« C'est sur une
impression d'étouffante tristesse qui se dégage d'un monde axé
sur la fonction. Il suffit d'évoquer l'image navrante du
retraité et aussi celle, évidemment connexe, de ces dimanches
citadins où les promeneurs donnent la sensation d'être des retraités
de la vie. Un sourd, un intolérable malaise est ressenti par celui
qui se voit réduit à vivre comme s'il se confondait effectivement
avec sa fonction, ce qui prouve qu'il y a une erreur ou
un abus d'interprétation atroce qu'un ordre social de plus en
plus inhumain et une philosophie inhumaine elle aussi ont également
tendu à enraciner dans des intelligences sans défense. »

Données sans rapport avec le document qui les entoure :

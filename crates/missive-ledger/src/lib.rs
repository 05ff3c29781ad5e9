//! Missive Ledger - Permissioned messaging layer
//!
//! This crate owns message records and the rules that govern them:
//!
//! - **Send policy**: a sender may message a recipient only with explicit
//!   authorization from the registry, or failing that, derived consent
//!   from the external social graph. Anything else rejects the whole
//!   call.
//! - **Delivery state machine**: `Sent → Delivered`, terminal, and only
//!   the oracle bound for the (recipient, sender) pair may drive it.
//! - **Indexes**: a per-recipient inbox and a per-oracle confirmation
//!   queue, updated in the same mutation as the message store.
//!
//! # Architecture
//!
//! `MessageLedger` owns the `AuthorizationRegistry` so every mutation
//! flows through one `&mut self` entry point; the exclusive borrow is the
//! structural guarantee that no call re-enters the ledger mid-mutation.
//! The social graph is an external collaborator supplied per call as a
//! read-only predicate.
//!
//! # Example
//!
//! ```
//! use missive_core::IdentityId;
//! use missive_ledger::{MessageLedger, SocialGraph};
//!
//! struct NoFollows;
//! impl SocialGraph for NoFollows {
//!     fn is_following(&self, _target: &IdentityId, _query: &IdentityId) -> bool {
//!         false
//!     }
//! }
//!
//! let user = IdentityId::new_from_entropy([1u8; 32]);
//! let sender = IdentityId::new_from_entropy([2u8; 32]);
//! let oracle = IdentityId::new_from_entropy([3u8; 32]);
//!
//! let mut ledger = MessageLedger::new();
//! ledger.grant(user, sender, oracle).unwrap();
//! let ids = ledger
//!     .send(&NoFollows, sender, &[user], "Subject", "Body")
//!     .unwrap();
//! ledger.mark_delivered(&ids[0], &oracle).unwrap();
//! ```

pub mod error;
pub mod events;
pub mod ledger;
pub mod message;
pub mod social;

pub use error::LedgerError;
pub use events::LedgerEvent;
pub use ledger::MessageLedger;
pub use message::{AuthorizationBasis, Message, MessageStatus};
pub use social::SocialGraph;
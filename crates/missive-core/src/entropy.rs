//! Entropy seam for unpredictable id derivation
//!
//! Message ids mix a 32-byte beacon into the hash so ids cannot be
//! predicted by brute force even when sender, recipient, and timestamp are
//! known. The beacon comes through the `EntropySource` trait; tests use a
//! deterministic counter so derivations are reproducible.

use rand::rngs::OsRng;
use rand::RngCore;

/// Synchronous source of 32-byte entropy beacons.
pub trait EntropySource {
    /// Produce the next beacon.
    fn beacon(&mut self) -> [u8; 32];
}

/// Operating-system entropy source.
#[derive(Debug, Clone, Copy, Default)]
pub struct OsEntropySource;

impl EntropySource for OsEntropySource {
    fn beacon(&mut self) -> [u8; 32] {
        let mut bytes = [0u8; 32];
        OsRng.fill_bytes(&mut bytes);
        bytes
    }
}

/// Deterministic counter-based entropy for tests.
///
/// Each beacon is the little-endian counter value padded to 32 bytes, so
/// successive beacons are distinct but fully reproducible.
#[derive(Debug, Clone, Copy, Default)]
pub struct CountingEntropySource {
    counter: u64,
}

impl CountingEntropySource {
    /// Start counting from zero.
    pub fn new() -> Self {
        Self::default()
    }
}

impl EntropySource for CountingEntropySource {
    fn beacon(&mut self) -> [u8; 32] {
        self.counter += 1;
        let mut bytes = [0u8; 32];
        bytes[..8].copy_from_slice(&self.counter.to_le_bytes());
        bytes
    }
}

#[cfg(test)]
mod tests {
    use super::*;

    #[test]
    fn test_counting_source_is_distinct_and_reproducible() {
        let mut a = CountingEntropySource::new();
        let mut b = CountingEntropySource::new();
        let first = a.beacon();
        let second = a.beacon();
        assert_ne!(first, second);
        assert_eq!(first, b.beacon());
    }

    #[test]
    fn test_os_source_varies() {
        let mut source = OsEntropySource;
        assert_ne!(source.beacon(), source.beacon());
    }
}
//! Ledger error types
//!
//! Errors from the send path and the delivery state machine. Every
//! failure is synchronous and permanent for that call; failed calls
//! leave the message store, every index, and both event logs untouched.

use missive_core::{IdentityId, MessageId};
use missive_registry::RegistryError;
use thiserror::Error;

/// Errors from message ledger operations.
#[derive(Debug, Clone, PartialEq, Eq, Error)]
pub enum LedgerError {
    /// A zero identity or an empty recipient list was supplied.
    #[error("invalid address: sender and every recipient must be non-zero identities")]
    InvalidAddress,

    /// No explicit authorization and the social-graph fallback declined.
    #[error("sender {sender} is not authorized to message recipient {recipient}")]
    NotAuthorizedToSend {
        /// The sender attempting delivery
        sender: IdentityId,
        /// The recipient who has not consented
        recipient: IdentityId,
    },

    /// No message exists with the given id.
    #[error("unknown message id {0}")]
    InvalidMessageId(MessageId),

    /// The message has already been confirmed delivered.
    #[error("message {0} is already delivered")]
    MessageAlreadyDelivered(MessageId),

    /// The caller is not the oracle bound for the message's pair.
    #[error("identity {caller} is not the oracle entitled to confirm message {message_id}")]
    UnauthorizedOracle {
        /// The message being confirmed
        message_id: MessageId,
        /// The identity that attempted confirmation
        caller: IdentityId,
    },

    /// An authorization lifecycle operation failed.
    #[error(transparent)]
    Registry(#[from] RegistryError),
}

impl LedgerError {
    /// Create a not authorized to send error.
    pub fn not_authorized(sender: IdentityId, recipient: IdentityId) -> Self {
        Self::NotAuthorizedToSend { sender, recipient }
    }

    /// Create an unauthorized oracle error.
    pub fn unauthorized_oracle(message_id: MessageId, caller: IdentityId) -> Self {
        Self::UnauthorizedOracle { message_id, caller }
    }
}
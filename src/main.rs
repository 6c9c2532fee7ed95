//! Canvas → Discord announcement relay.
//! Loads configuration, connects to Discord, then polls Canvas once a minute
//! until Ctrl-C.

use anyhow::{anyhow, Context};
use canvas_relay::metrics::{self as relay_metrics, Metrics};
use canvas_relay::{
    logging, CanvasClient, DiscordTransport, Formatter, PollScheduler, RelayConfig, RelayEngine,
};
use tokio::sync::watch;
use tracing::{error, info};

#[tokio::main]
async fn main() -> anyhow::Result<()> {
    // Load .env in local/dev; no-op when absent.
    let _ = dotenvy::dotenv();

    let cfg = RelayConfig::load_default().context("loading configuration")?;
    let _log_guard = logging::init(cfg.log_file.as_deref())?;
    info!(?cfg, "initializing relay");

    if let Some(addr) = cfg.metrics_addr {
        let metrics = Metrics::install()?;
        let router = metrics.router();
        tokio::spawn(async move {
            if let Err(e) = relay_metrics::serve(router, addr).await {
                error!(error = ?e, "metrics endpoint stopped");
            }
        });
    }

    let canvas = CanvasClient::new(&cfg.canvas_url, &cfg.canvas_token);
    let discord = DiscordTransport::new(&cfg.discord_token);

    let me = discord.connect().await.context("connecting to Discord")?;
    info!(bot = %me.username, id = %me.id, "bot connected");

    let engine = RelayEngine::new(
        canvas,
        discord,
        cfg.registry(),
        Formatter::new(&cfg.mention, cfg.max_message_length),
    )
    .with_course_names(cfg.course_names());

    let (closed_tx, closed_rx) = watch::channel(false);
    let mut scheduler = PollScheduler::new(engine, closed_rx);
    let poll_loop = scheduler
        .on_ready()
        .ok_or_else(|| anyhow!("poll loop did not start"))?;

    tokio::signal::ctrl_c()
        .await
        .context("listening for shutdown signal")?;
    info!("shutdown requested");
    let _ = closed_tx.send(true);

    poll_loop.await.context("poll loop task failed")?;
    info!("bye");
    Ok(())
}
pub mod discord;

use anyhow::Result;

pub use discord::{BotUser, DiscordTransport};

pub type ChannelId = u64;

/// A resolved, deliverable chat channel.
#[derive(Debug, Clone, PartialEq, Eq)]
pub struct Target {
    pub id: ChannelId,
    pub name: String,
}

/// Outbound side of the relay: turns channel ids into targets and posts text.
#[async_trait::async_trait]
pub trait Transport: Send + Sync {
    /// `Ok(None)` means the channel does not exist or is not visible to the bot.
    async fn resolve_target(&self, id: ChannelId) -> Result<Option<Target>>;
    async fn send(&self, target: &Target, text: &str) -> Result<()>;
}
// tests/pipeline_fanout.rs
mod common;

use canvas_relay::format::TRUNCATION_SUFFIX;
use canvas_relay::registry::ChannelRegistry;
use canvas_relay::{Formatter, RelayEngine};
use common::{ann, engine, MockFeed, MockTransport};

#[tokio::test]
async fn reference_message_reaches_every_channel_in_order() {
    let feed = MockFeed::new();
    let tx = MockTransport::with_channels(&[1, 2]);
    let mut eng = engine(&feed, &tx, vec![(1, vec![41013]), (2, vec![41013])])
        .with_course_names([(41013, "INF-3203".to_string())].into_iter().collect());
    eng.seed_seen().await;

    feed.push(ann(
        7,
        41013,
        "Midterm",
        "<p>Moved to Friday</p>",
        Some("https://x/y"),
    ));
    let report = eng.run_cycle().await.unwrap();
    assert_eq!(report.delivered, 2);

    let expected = "<@&ROLE>\n**New Announcement in INF-3203**\n\n**Midterm**\n\nMoved to Friday\n\n[View Announcement](https://x/y)";
    let sent = tx.sent();
    assert_eq!(
        sent,
        vec![(1, expected.to_string()), (2, expected.to_string())]
    );
}

#[tokio::test]
async fn failure_on_first_channel_does_not_block_second() {
    let feed = MockFeed::new();
    let tx = MockTransport::with_channels(&[1, 2]);
    tx.fail_channel(1, true);
    let mut eng = engine(&feed, &tx, vec![(1, vec![10]), (2, vec![10])]);
    eng.seed_seen().await;

    feed.push(ann(3, 10, "T", "b", None));
    let report = eng.run_cycle().await.unwrap();
    assert_eq!(report.failed, 1);
    assert_eq!(report.delivered, 1);
    assert_eq!(tx.sent_to(2).len(), 1);

    // Partially delivered: marked, so channel 2 never gets a duplicate.
    assert!(eng.seen().has(3));
    tx.fail_channel(1, false);
    eng.run_cycle().await.unwrap();
    assert_eq!(tx.sent_to(2).len(), 1);
    assert!(tx.sent_to(1).is_empty());
}

#[tokio::test]
async fn total_delivery_failure_is_retried_next_cycle() {
    let feed = MockFeed::new();
    let tx = MockTransport::with_channels(&[1]);
    tx.fail_channel(1, true);
    let mut eng = engine(&feed, &tx, vec![(1, vec![10])]);
    eng.seed_seen().await;

    feed.push(ann(3, 10, "T", "b", None));
    let report = eng.run_cycle().await.unwrap();
    assert_eq!(report.failed, 1);
    assert!(!eng.seen().has(3));

    tx.fail_channel(1, false);
    let report = eng.run_cycle().await.unwrap();
    assert_eq!(report.delivered, 1);
    assert!(eng.seen().has(3));
    assert_eq!(tx.sent_to(1).len(), 1);
}

#[tokio::test]
async fn channel_following_two_courses_gets_both() {
    let feed = MockFeed::new();
    let tx = MockTransport::with_channels(&[1]);
    let mut eng = engine(&feed, &tx, vec![(1, vec![10, 20])]);
    eng.seed_seen().await;

    feed.push(ann(1, 10, "From ten", "a", None));
    feed.push(ann(2, 20, "From twenty", "b", None));
    eng.run_cycle().await.unwrap();

    let sent = tx.sent_to(1);
    assert_eq!(sent.len(), 2);
    assert!(sent[0].contains("**From ten**"));
    assert!(sent[1].contains("**From twenty**"));
}

#[tokio::test]
async fn long_bodies_are_truncated_before_delivery() {
    let feed = MockFeed::new();
    let tx = MockTransport::with_channels(&[1]);
    let mut eng = RelayEngine::new(
        feed.clone(),
        tx.clone(),
        ChannelRegistry::build(vec![(1u64, vec![10u64])]),
        Formatter::new("<@&ROLE>", 400),
    );
    eng.seed_seen().await;

    let body = format!("<p>{}</p>", "very long announcement text ".repeat(200));
    feed.push(ann(1, 10, "Syllabus", &body, None));
    eng.run_cycle().await.unwrap();

    let sent = tx.sent_to(1);
    assert_eq!(sent.len(), 1);
    assert!(sent[0].chars().count() <= 400);
    assert!(sent[0].ends_with(TRUNCATION_SUFFIX));
}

Analyse de l'inquiétude humaine, chez St Augustin, Pascal, Kierkegaard,
Nietzsche, Heidegger, Sartre, Gœthe, Gide. « L'inquiétude
positive, celle qui présente en soi une valeur, c'est la disposition
qui nous permet de nous dégager de l'étau dans lequel nous enserre
la vie quotidienne avec les mille soucis qui finissent par recouvrir es réalités véritables ; cette inquiétude-là est un principe
de dépassement, c'est un chemin que nous avons à gravir pour accéder
à la paix véritable, à celle qu'aucune dictature, aucun impérialisme
n'a le pouvoir de troubler, car au sens le plus précis la paix
n'est pas de ce monde, et il est à croire que de cette paix-là
les puissants ne sauraient avoir la moindre notion. J'ai dit l'inquiétude,
je n'ai pas dit l'angoisse, car il me semble que l'angoisse est
toujours un mal, puisqu'après tout elle se referme toujours sur
soi et qu'en même temps elle risque, nous l'avons bien vu, de donner naissance à une sorte de jouissance sadique, qu'il faille
ou non y voir, avec certains psychanalystes, quelque chose comme
la manifestation du besoin d'autopunition. »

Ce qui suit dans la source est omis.